And he doesn’t set him down.
Tony wants to fight. Wants to call him out for the whole white knight routine, for treating him like he’s made of glass and stubbornness and unfiled trauma. But there’s a warmth radiating off Steve’s chest, and it’s steady, and the rhythm of it—his breathing, the calm power in every step—works. It dulls something in Tony’s brain he didn’t realize was screaming.
He’s tired.
Not just now. Not just this fight. He’s tired all the time, lately. Tired of being the guy with the plan, the suit, the fix, the fallback. Tired of pretending pain doesn’t count when you’re the one who caused it.
And Steve—Steve’s carrying him like it’s no big deal. Like Tony fits there.
And that’s what really pisses him off.
He hates how warm it is. How safe it feels, in that unbearable, bone-deep way he never knows how to handle. He hates the part of himself that stops fighting the second Steve holds him like this—like he’s not a burden. Like he’s more than useful. Like he matters more than the mission.
Like he’s allowed to fall apart. Just this once.
Tony clenches his jaw and doesn’t say another word.
Not because he’s given up.
Because somewhere, buried deep under the static and blood and bruised ego, the part of him that still wants to be seen without being dissected… is listening.

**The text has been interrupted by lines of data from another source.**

// send_throughput.rs - Benchmark Connection::send against a loopback peer
use crate::cpu_monitor::run_with_cpu_monitor;
use crate::sink::{LoopbackPeer, PeerMode};
use std::sync::{Arc, atomic::{AtomicU64, Ordering}};
use std::thread;
use std::time::{Duration, Instant};
use wilc_osal::{Connection, ErrorKind};

pub struct ThroughputResult {
    pub test_name: String,
    pub num_threads: usize,
    pub payload_size: usize,
    pub duration: Duration,
    pub total_sends: u64,
    pub bytes_received: u64,
    pub failed_sends: u64,
    pub avg_cpu_percent: f32,
}

impl ThroughputResult {
    fn sends_per_sec(&self) -> f64 {
        self.total_sends as f64 / self.duration.as_secs_f64().max(f64::EPSILON)
    }

    fn mib_per_sec(&self) -> f64 {
        (self.total_sends as f64 * self.payload_size as f64)
            / (1024.0 * 1024.0)
            / self.duration.as_secs_f64().max(f64::EPSILON)
    }
}

fn failed(name: &str, num_threads: usize, payload_size: usize) -> ThroughputResult {
    ThroughputResult {
        test_name: name.to_string(),
        num_threads,
        payload_size,
        duration: Duration::ZERO,
        total_sends: 0,
        bytes_received: 0,
        failed_sends: 0,
        avg_cpu_percent: 0.0,
    }
}

/// One thread issuing `num_sends` sends of `payload_size` bytes each.
pub fn bench_single_sender(num_sends: usize, payload_size: usize) -> ThroughputResult {
    bench_senders("Single Sender", 1, num_sends, payload_size)
}

/// `num_threads` threads sharing one connection, each issuing `sends_per_thread` sends.
pub fn bench_concurrent_senders(num_threads: usize, sends_per_thread: usize, payload_size: usize) -> ThroughputResult {
    bench_senders(&format!("{} Senders", num_threads), num_threads, sends_per_thread, payload_size)
}

/// Same total volume, payload sizes from 16 bytes to 64 KiB.
pub fn bench_payload_sizes(total_bytes: usize) -> Vec<ThroughputResult> {
    [16usize, 256, 4096, 65536]
        .iter()
        .map(|&size| {
            let sends = (total_bytes / size).max(1);
            bench_senders(&format!("Payload {}B", size), 1, sends, size)
        })
        .collect()
}

/// Thread counts 1, 2, 4, 8 over the same total number of sends.
pub fn bench_sender_scalability(total_sends: usize, payload_size: usize) -> Vec<ThroughputResult> {
    [1usize, 2, 4, 8]
        .iter()
        .map(|&threads| {
            bench_senders(&format!("{} Senders", threads), threads, total_sends / threads, payload_size)
        })
        .collect()
}

fn bench_senders(name: &str, num_threads: usize, sends_per_thread: usize, payload_size: usize) -> ThroughputResult {
    println!("\n=== Benchmarking {} ({} x {} sends, {}B) ===", name, num_threads, sends_per_thread, payload_size);

    let peer = match LoopbackPeer::spawn(PeerMode::Discard, 1) {
        Ok(peer) => peer,
        Err(e) => {
            eprintln!("Failed to start loopback peer: {}", e);
            return failed(name, num_threads, payload_size);
        }
    };

    let conn = match Connection::open(peer.endpoint, |_: &[u8]| {}) {
        Ok(conn) => Arc::new(conn),
        Err(e) => {
            eprintln!("Failed to connect to {}: {}", peer.endpoint, e);
            return failed(name, num_threads, payload_size);
        }
    };

    let sent = Arc::new(AtomicU64::new(0));
    let errors = Arc::new(AtomicU64::new(0));

    let (duration, cpu) = run_with_cpu_monitor(name, || {
        let start = Instant::now();
        let handles: Vec<_> = (0..num_threads)
            .map(|t| {
                let conn = Arc::clone(&conn);
                let sent = Arc::clone(&sent);
                let errors = Arc::clone(&errors);
                thread::spawn(move || {
                    let payload = vec![t as u8; payload_size];
                    for _ in 0..sends_per_thread {
                        match conn.send(&payload) {
                            Ok(_) => {
                                sent.fetch_add(1, Ordering::Relaxed);
                            }
                            Err(e) if e.kind() == ErrorKind::NotConnected => {
                                errors.fetch_add(1, Ordering::Relaxed);
                                break;
                            }
                            Err(_) => {
                                errors.fetch_add(1, Ordering::Relaxed);
                            }
                        }
                    }
                })
            })
            .collect();

        for handle in handles {
            let _ = handle.join();
        }
        start.elapsed()
    });

    conn.disconnect();
    let bytes_received = peer.finish();

    ThroughputResult {
        test_name: name.to_string(),
        num_threads,
        payload_size,
        duration,
        total_sends: sent.load(Ordering::Relaxed),
        bytes_received,
        failed_sends: errors.load(Ordering::Relaxed),
        avg_cpu_percent: cpu.avg_cpu_percent,
    }
}

/// Request/response latency through an echoing peer.
pub fn bench_echo_roundtrip(iterations: usize, payload_size: usize) -> ThroughputResult {
    let name = "Echo Roundtrip";
    println!("\n=== Benchmarking {} ({} iterations, {}B) ===", name, iterations, payload_size);

    let peer = match LoopbackPeer::spawn(PeerMode::Echo, 1) {
        Ok(peer) => peer,
        Err(e) => {
            eprintln!("Failed to start loopback peer: {}", e);
            return failed(name, 1, payload_size);
        }
    };

    let received = Arc::new(AtomicU64::new(0));
    let received_cb = Arc::clone(&received);
    let conn = match Connection::open(peer.endpoint, move |data: &[u8]| {
        received_cb.fetch_add(data.len() as u64, Ordering::Release);
    }) {
        Ok(conn) => conn,
        Err(e) => {
            eprintln!("Failed to connect to {}: {}", peer.endpoint, e);
            return failed(name, 1, payload_size);
        }
    };

    let payload = vec![0xA5u8; payload_size];
    let mut sends = 0u64;
    let mut errors = 0u64;

    let (duration, cpu) = run_with_cpu_monitor(name, || {
        let start = Instant::now();
        for i in 0..iterations {
            if conn.send(&payload).is_err() {
                errors += 1;
                break;
            }
            sends += 1;
            let expected = ((i + 1) * payload_size) as u64;
            let deadline = Instant::now() + Duration::from_secs(2);
            while received.load(Ordering::Acquire) < expected {
                if Instant::now() > deadline || !conn.is_connected() {
                    errors += 1;
                    return start.elapsed();
                }
                thread::yield_now();
            }
        }
        start.elapsed()
    });

    conn.disconnect();
    let bytes_received = peer.finish();

    if sends > 0 {
        println!("Average roundtrip: {:.1}us", duration.as_secs_f64() * 1e6 / sends as f64);
    }

    ThroughputResult {
        test_name: name.to_string(),
        num_threads: 1,
        payload_size,
        duration,
        total_sends: sends,
        bytes_received,
        failed_sends: errors,
        avg_cpu_percent: cpu.avg_cpu_percent,
    }
}

pub fn print_throughput_results(results: &[ThroughputResult]) {
    println!("\n╔═══════════════════════════════════════════════════════════════════════════════════════════╗");
    println!("║                              SEND THROUGHPUT RESULTS                                      ║");
    println!("╠═══════════════════════════════════════════════════════════════════════════════════════════╣");
    println!("║ Test Name        │ Threads │ Payload │ Duration │   Sends │  Sends/s │   MiB/s │ Fail │ CPU ║");
    println!("╠═══════════════════════════════════════════════════════════════════════════════════════════╣");

    for result in results {
        println!("║ {:<16} │ {:>7} │ {:>6}B │ {:>6.2}s │ {:>7} │ {:>8.0} │ {:>7.1} │ {:>4} │ {:>3.0} ║",
            result.test_name,
            result.num_threads,
            result.payload_size,
            result.duration.as_secs_f64(),
            result.total_sends,
            result.sends_per_sec(),
            result.mib_per_sec(),
            result.failed_sends,
            result.avg_cpu_percent
        );
    }

    println!("╚═══════════════════════════════════════════════════════════════════════════════════════════╝");

    for result in results {
        let expected = result.total_sends * result.payload_size as u64;
        if result.bytes_received != expected && result.test_name != "Echo Roundtrip" {
            println!("WARNING: {} peer received {} bytes, expected {}", result.test_name, result.bytes_received, expected);
        }
    }

    if results.len() > 1 {
        println!("\n=== Scalability Analysis ===");
        if let Some(baseline) = results.first() {
            for result in results.iter().skip(1) {
                let speedup = result.sends_per_sec() / baseline.sends_per_sec().max(f64::EPSILON);
                println!("{}: {:.2}x vs {}", result.test_name, speedup, baseline.test_name);
            }
        }
    }
}
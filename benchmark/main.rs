// wilc-bench: connection send throughput and teardown latency over loopback
mod cpu_monitor;
mod send_throughput;
mod sink;
mod teardown;

use clap::{Parser, Subcommand};
use std::process;

#[derive(Parser)]
#[command(name = "wilc-bench")]
#[command(about = "Connection Benchmark Suite", long_about = None)]
#[command(version = "0.1.0")]
struct Cli {
    #[command(subcommand)]
    command: Option<Commands>,

    /// Run all benchmark cases
    #[arg(short, long)]
    all: bool,

    /// Run specific case (shorthand for 'case' subcommand)
    #[arg(short = 'c', long = "case", value_name = "NAME")]
    case: Option<String>,
}

#[derive(Subcommand)]
enum Commands {
    /// Run specific benchmark case
    Case {
        /// Case name to run
        #[arg(value_name = "NAME")]
        name: String,
    },

    /// List all available benchmark cases
    List,
}

fn print_banner() {
    println!("╔═══════════════════════════════════════════════════════════════════════════╗");
    println!("║                                                                           ║");
    println!("║                     CONNECTION BENCHMARK SUITE                            ║");
    println!("║                                                                           ║");
    println!("║  Testing: Send Throughput, Concurrent Senders, Teardown Latency           ║");
    println!("║                                                                           ║");
    println!("╚═══════════════════════════════════════════════════════════════════════════╝");
}

fn list_cases() {
    println!("\n=== Available Benchmark Cases ===\n");

    println!("SEND THROUGHPUT:");
    println!("  send-single         - One sender, 64-byte payloads");
    println!("  send-concurrent     - Four senders sharing one connection");
    println!("  send-scale          - Sender scalability (1,2,4,8 threads)");
    println!("  send-payload        - Payload sizes 16B to 64KiB");
    println!("  send-echo           - Request/response roundtrip via echo peer");
    println!("  send-all            - Run all send tests");
    println!();

    println!("TEARDOWN:");
    println!("  teardown-idle       - Disconnect with a blocked receive thread");
    println!("  teardown-busy       - Disconnect under concurrent traffic");
    println!("  teardown-all        - Run all teardown tests");
    println!();

    println!("COMPREHENSIVE:");
    println!("  quick               - Quick benchmark suite (~10 seconds)");
    println!("  full                - Full benchmark suite (~1 minute)");
    println!();

    println!("Usage:");
    println!("  wilc-bench -a                       # Run all benchmarks");
    println!("  wilc-bench -c send-all              # Run all send tests");
    println!("  wilc-bench case teardown-idle       # Run idle teardown test");
    println!("  wilc-bench list                     # Show this list");
}

fn run_send_single() {
    let result = send_throughput::bench_single_sender(100_000, 64);
    send_throughput::print_throughput_results(&[result]);
}

fn run_send_concurrent() {
    let result = send_throughput::bench_concurrent_senders(4, 25_000, 64);
    send_throughput::print_throughput_results(&[result]);
}

fn run_send_scale() {
    let results = send_throughput::bench_sender_scalability(80_000, 64);
    send_throughput::print_throughput_results(&results);
}

fn run_send_payload() {
    let results = send_throughput::bench_payload_sizes(64 * 1024 * 1024);
    send_throughput::print_throughput_results(&results);
}

fn run_send_echo() {
    let result = send_throughput::bench_echo_roundtrip(10_000, 64);
    send_throughput::print_throughput_results(&[result]);
}

fn run_send_all() {
    println!("\n=== COMPREHENSIVE SEND TESTS ===\n");

    let single = send_throughput::bench_single_sender(100_000, 64);
    let multi = send_throughput::bench_concurrent_senders(4, 25_000, 64);
    send_throughput::print_throughput_results(&[single, multi]);

    run_send_scale();
    run_send_payload();
    run_send_echo();
}

fn run_teardown_idle() {
    let result = teardown::bench_idle_disconnect(200);
    teardown::print_teardown_results(&[result]);
}

fn run_teardown_busy() {
    let result = teardown::bench_busy_disconnect(50);
    teardown::print_teardown_results(&[result]);
}

fn run_teardown_all() {
    println!("\n=== COMPREHENSIVE TEARDOWN TESTS ===\n");

    let results = vec![
        teardown::bench_idle_disconnect(200),
        teardown::bench_busy_disconnect(50),
    ];
    teardown::print_teardown_results(&results);
}

fn run_quick_suite() {
    println!("\n╔═══════════════════════════════════════════════════════════════════════════╗");
    println!("║                         QUICK BENCHMARK SUITE                             ║");
    println!("║                          (Estimated: 10 seconds)                          ║");
    println!("╚═══════════════════════════════════════════════════════════════════════════╝");

    let results = vec![
        send_throughput::bench_single_sender(20_000, 64),
        send_throughput::bench_concurrent_senders(4, 5_000, 64),
    ];
    send_throughput::print_throughput_results(&results);

    let results = vec![
        teardown::bench_idle_disconnect(50),
        teardown::bench_busy_disconnect(10),
    ];
    teardown::print_teardown_results(&results);

    println!("\n✓ Quick benchmark suite completed!");
}

fn run_full_suite() {
    println!("\n╔═══════════════════════════════════════════════════════════════════════════╗");
    println!("║                         FULL BENCHMARK SUITE                              ║");
    println!("║                          (Estimated: 1 minute)                            ║");
    println!("╚═══════════════════════════════════════════════════════════════════════════╝");

    run_send_all();
    println!("\n{}", "─".repeat(79));

    run_teardown_all();

    println!("\n✓ Full benchmark suite completed!");
}

fn run_case(name: &str) {
    match name {
        "send-single" => run_send_single(),
        "send-concurrent" => run_send_concurrent(),
        "send-scale" => run_send_scale(),
        "send-payload" => run_send_payload(),
        "send-echo" => run_send_echo(),
        "send-all" => run_send_all(),

        "teardown-idle" => run_teardown_idle(),
        "teardown-busy" => run_teardown_busy(),
        "teardown-all" => run_teardown_all(),

        "quick" => run_quick_suite(),
        "full" => run_full_suite(),

        _ => {
            eprintln!("Error: Unknown benchmark case '{}'", name);
            eprintln!("Run 'wilc-bench list' to see available cases");
            process::exit(1);
        }
    }
}

fn main() {
    // Library logging stays quiet unless RUST_LOG asks for it
    tracing_subscriber::fmt()
        .with_env_filter(tracing_subscriber::EnvFilter::from_default_env())
        .with_writer(std::io::stderr)
        .init();

    let cli = Cli::parse();

    print_banner();

    if cli.all {
        run_full_suite();
    } else if let Some(case_name) = cli.case {
        run_case(&case_name);
    } else {
        match cli.command {
            Some(Commands::Case { name }) => run_case(&name),
            Some(Commands::List) => list_cases(),
            None => {
                println!("\nNo benchmark specified. Use one of:");
                println!("  wilc-bench -a              # Run all benchmarks");
                println!("  wilc-bench -c <case>       # Run specific case");
                println!("  wilc-bench case <case>     # Run specific case");
                println!("  wilc-bench list            # List available cases");
                println!("\nFor a quick start, try: wilc-bench -c quick");
            }
        }
    }
}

Bruce is all clinical hands and concerned glances the second they make it back to the med bay, which Tony tolerates because he's not currently in the mood to argue with the one person in this building who knows how to manually reset his heart. He’s stripped out of what’s left of the suit—what isn’t cracked, scorched, or stained—and laid flat across the table like a disassembled machine. There’s blood on the floor. Some of it his. Some of it... probably also his. The antiseptic stings less than it should. The gauze itches immediately. His side’s wrapped in white and medical-grade annoyance, and his head's pounding like it’s arguing with the ceiling.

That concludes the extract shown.